─── PROVIDED RECORDS ───

//! Recovery of tasks stuck in the marker queue

use chrono::{Duration as ChronoDuration, Utc};
use std::sync::Arc;
use std::time::Duration;

use taskgrid::models::{Task, TaskStatus};
use taskgrid::queue::{QueueClient, QueueNames};
use taskgrid::scheduler::{DispatchOutcome, RecoverySweeper};
use taskgrid::worker::DeliveryOutcome;

use super::fixtures::{Cluster, MAIN, PROCESSING};

fn sweeper(cluster: &Cluster) -> RecoverySweeper {
    RecoverySweeper::new(
        Arc::new(cluster.queue.clone()),
        QueueNames::default(),
        Duration::from_secs(30),
    )
}

#[tokio::test]
async fn test_crashed_worker_task_recovered_once() {
    let cluster = Cluster::new();
    let pool = cluster.pool_with(&["W1"]).await;
    let mut dispatcher = cluster.noop_dispatcher(pool);

    cluster.enqueue(&Task::new("t", "a").with_id("C1")).await;
    let outcome = dispatcher.dispatch_once().await.unwrap();
    assert!(matches!(outcome, DispatchOutcome::Scheduled { .. }));

    // W1 dies before consuming its queue
    cluster
        .queue
        .blocking_pop("worker-queue:W1", Duration::from_millis(10))
        .await
        .unwrap();

    let later = Utc::now() + ChronoDuration::seconds(60);
    let report = sweeper(&cluster).sweep_at(later).await.unwrap();
    assert_eq!(report.requeued, 1);
    assert_eq!(cluster.len(PROCESSING).await, 0);
    assert_eq!(cluster.len(MAIN).await, 1);

    let report = sweeper(&cluster).sweep_at(later).await.unwrap();
    assert!(report.is_empty());
    assert_eq!(cluster.len(MAIN).await, 1);
}

#[tokio::test]
async fn test_recovered_task_runs_on_surviving_worker() {
    let cluster = Cluster::new();
    let pool = cluster.pool_with(&["W2"]).await;
    let mut dispatcher = cluster.noop_dispatcher(pool);
    let runner = cluster.runner("W2");

    let stale = Task::new("t", "a")
        .with_id("C2")
        .with_created_at(Utc::now() - ChronoDuration::seconds(120));
    cluster
        .queue
        .push_back(PROCESSING, &stale.encode().unwrap())
        .await
        .unwrap();

    sweeper(&cluster).sweep().await.unwrap();
    dispatcher.dispatch_once().await.unwrap();

    let outcome = runner.poll_once().await.unwrap();
    assert_eq!(outcome, DeliveryOutcome::Completed { task_id: "C2".into() });
    assert_eq!(cluster.store.status_of("C2"), Some(TaskStatus::Completed));
    assert_eq!(cluster.len(PROCESSING).await, 0);
}

#[tokio::test]
async fn test_requeue_path_duplicate_is_collapsed() {
    let cluster = Cluster::new();
    let pool = cluster.pool_with(&[]).await;
    let mut dispatcher = cluster.noop_dispatcher(pool);

    let task = Task::new("t", "a")
        .with_id("C3")
        .with_created_at(Utc::now() - ChronoDuration::seconds(120));
    cluster.enqueue(&task).await;

    let outcome = dispatcher.dispatch_once().await.unwrap();
    assert!(matches!(outcome, DispatchOutcome::Requeued { .. }));

    let report = sweeper(&cluster).sweep().await.unwrap();
    assert_eq!(report.skipped, 1);
    assert_eq!(cluster.len(MAIN).await, 1);
    assert_eq!(cluster.len(PROCESSING).await, 0);
}
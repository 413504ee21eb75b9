//! Prometheus metrics for schedulers and workers
//!
//! - Scheduler: dispatch outcomes, recovery, evictions, pool size, leadership
//! - Worker: executions, failures, duplicates suppressed, execution duration
//!
//! # Usage
//!
//! Call `init_metrics()` at process startup. Until it has run (or if it
//! failed) every recording function is a no-op.

use prometheus::{
    register_counter_vec, register_gauge, register_gauge_vec, register_histogram_vec,
    CounterVec, Encoder, Gauge, GaugeVec, HistogramVec, TextEncoder,
};
use std::sync::OnceLock;

// ============================================================================
// Metrics Storage
// ============================================================================

struct SchedulerMetrics {
    dispatch_outcomes: CounterVec,
    recovered: CounterVec,
    evictions: CounterVec,
    promoted: CounterVec,
    pool_size: Gauge,
    is_leader: GaugeVec,
}

struct WorkerMetrics {
    executions: CounterVec,
    duplicates: CounterVec,
    poison: CounterVec,
    execution_duration: HistogramVec,
}

static SCHEDULER_METRICS: OnceLock<SchedulerMetrics> = OnceLock::new();

static WORKER_METRICS: OnceLock<WorkerMetrics> = OnceLock::new();

static METRICS_INIT_ATTEMPTED: OnceLock<bool> = OnceLock::new();

// ============================================================================
// Initialization
// ============================================================================

/// Register all metrics with the default registry
///
/// Safe to call more than once; only the first call registers.
pub fn init_metrics() -> Result<(), Box<dyn std::error::Error>> {
    if METRICS_INIT_ATTEMPTED.get().is_some() {
        return Ok(());
    }
    METRICS_INIT_ATTEMPTED.set(true).ok();

    let scheduler = SchedulerMetrics {
        dispatch_outcomes: register_counter_vec!(
            "taskgrid_scheduler_dispatch_total",
            "Dispatch iterations by outcome",
            &["outcome"]
        )?,
        recovered: register_counter_vec!(
            "taskgrid_scheduler_recovered_total",
            "Marker entries handled by the recovery sweeper",
            &["action"]
        )?,
        evictions: register_counter_vec!(
            "taskgrid_scheduler_evictions_total",
            "Workers evicted after repeated push failures",
            &["worker"]
        )?,
        promoted: register_counter_vec!(
            "taskgrid_scheduler_delayed_promoted_total",
            "Delayed tasks promoted to the main queue",
            &["scheduler"]
        )?,
        pool_size: register_gauge!(
            "taskgrid_scheduler_pool_size",
            "Workers currently in the leader's pool"
        )?,
        is_leader: register_gauge_vec!(
            "taskgrid_scheduler_is_leader",
            "Whether this scheduler holds leadership (1 = yes, 0 = no)",
            &["scheduler"]
        )?,
    };

    let worker = WorkerMetrics {
        executions: register_counter_vec!(
            "taskgrid_worker_executions_total",
            "Task executions by worker and result",
            &["worker", "result"]
        )?,
        duplicates: register_counter_vec!(
            "taskgrid_worker_duplicates_total",
            "Deliveries suppressed because the task was already claimed",
            &["worker"]
        )?,
        poison: register_counter_vec!(
            "taskgrid_worker_poison_total",
            "Undecodable deliveries dropped",
            &["worker"]
        )?,
        execution_duration: register_histogram_vec!(
            "taskgrid_worker_execution_duration_seconds",
            "Task execution duration in seconds",
            &["worker", "task_type"],
            vec![0.01, 0.05, 0.1, 0.25, 0.5, 1.0, 2.5, 5.0, 10.0, 30.0, 60.0]
        )?,
    };

    SCHEDULER_METRICS
        .set(scheduler)
        .map_err(|_| "Scheduler metrics already initialized")?;
    WORKER_METRICS
        .set(worker)
        .map_err(|_| "Worker metrics already initialized")?;

    tracing::info!("Prometheus metrics initialized");
    Ok(())
}

/// Check if metrics have been initialized
pub fn metrics_initialized() -> bool {
    SCHEDULER_METRICS.get().is_some() && WORKER_METRICS.get().is_some()
}

/// Encode all metrics to Prometheus text format
pub fn encode_metrics() -> Result<String, Box<dyn std::error::Error>> {
    let encoder = TextEncoder::new();
    let metric_families = prometheus::gather();
    let mut buffer = Vec::new();
    encoder.encode(&metric_families, &mut buffer)?;
    Ok(String::from_utf8(buffer)?)
}

// ============================================================================
// Scheduler
// ============================================================================

/// Record one dispatch iteration
pub fn record_dispatch(outcome: &str) {
    if let Some(m) = SCHEDULER_METRICS.get() {
        m.dispatch_outcomes.with_label_values(&[outcome]).inc();
    }
}

/// Record a sweeper action (`requeued`, `poison`, `skipped`)
pub fn record_recovery(action: &str, count: usize) {
    if count == 0 {
        return;
    }
    if let Some(m) = SCHEDULER_METRICS.get() {
        m.recovered
            .with_label_values(&[action])
            .inc_by(count as f64);
    }
}

pub fn record_eviction(worker: &str) {
    if let Some(m) = SCHEDULER_METRICS.get() {
        m.evictions.with_label_values(&[worker]).inc();
    }
}

pub fn record_promoted(scheduler: &str, count: usize) {
    if count == 0 {
        return;
    }
    if let Some(m) = SCHEDULER_METRICS.get() {
        m.promoted
            .with_label_values(&[scheduler])
            .inc_by(count as f64);
    }
}

pub fn update_pool_size(size: usize) {
    if let Some(m) = SCHEDULER_METRICS.get() {
        m.pool_size.set(size as f64);
    }
}

pub fn update_leadership(scheduler: &str, is_leader: bool) {
    if let Some(m) = SCHEDULER_METRICS.get() {
        m.is_leader
            .with_label_values(&[scheduler])
            .set(if is_leader { 1.0 } else { 0.0 });
    }
}

// ============================================================================
// Worker
// ============================================================================

/// Record a finished execution
pub fn record_execution(worker: &str, success: bool) {
    if let Some(m) = WORKER_METRICS.get() {
        let result = if success { "success" } else { "failure" };
        m.executions.with_label_values(&[worker, result]).inc();
    }
}

pub fn record_duplicate(worker: &str) {
    if let Some(m) = WORKER_METRICS.get() {
        m.duplicates.with_label_values(&[worker]).inc();
    }
}

pub fn record_poison(worker: &str) {
    if let Some(m) = WORKER_METRICS.get() {
        m.poison.with_label_values(&[worker]).inc();
    }
}

/// Histogram timer guard that records duration on drop
pub struct MetricsTimer {
    timer: Option<prometheus::HistogramTimer>,
}

impl MetricsTimer {
    fn noop() -> Self {
        Self { timer: None }
    }
}

impl Drop for MetricsTimer {
    fn drop(&mut self) {
        if let Some(timer) = self.timer.take() {
            timer.stop_and_record();
        }
    }
}

/// Start timing a task execution
pub fn start_execution_timer(worker: &str, task_type: &str) -> MetricsTimer {
    match WORKER_METRICS.get() {
        Some(m) => MetricsTimer {
            timer: Some(
                m.execution_duration
                    .with_label_values(&[worker, task_type])
                    .start_timer(),
            ),
        },
        None => MetricsTimer::noop(),
    }
}

// ============================================================================
// Tests
// ============================================================================

#[cfg(test)]
mod tests {
    use super::*;

    #[test]
    fn test_init_metrics_idempotent() {
        assert!(init_metrics().is_ok());
        assert!(init_metrics().is_ok());
        assert!(metrics_initialized());
    }

    #[test]
    fn test_recording_after_init() {
        let _ = init_metrics();
        record_dispatch("scheduled");
        record_recovery("requeued", 2);
        record_eviction("w1");
        record_promoted("s1", 3);
        update_pool_size(2);
        update_leadership("s1", true);
        record_execution("w1", true);
        record_duplicate("w1");
        record_poison("w1");
        let _timer = start_execution_timer("w1", "email");

        let text = encode_metrics().unwrap();
        assert!(text.contains("taskgrid_scheduler_dispatch_total"));
    }

    #[test]
    fn test_zero_counts_are_skipped() {
        record_recovery("requeued", 0);
        record_promoted("s1", 0);
    }
}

───

§ EXERCISE
Work out how many lines of the material contain "static". Reply with that number only.

§ SOLUTION TO THE PROBLEM
3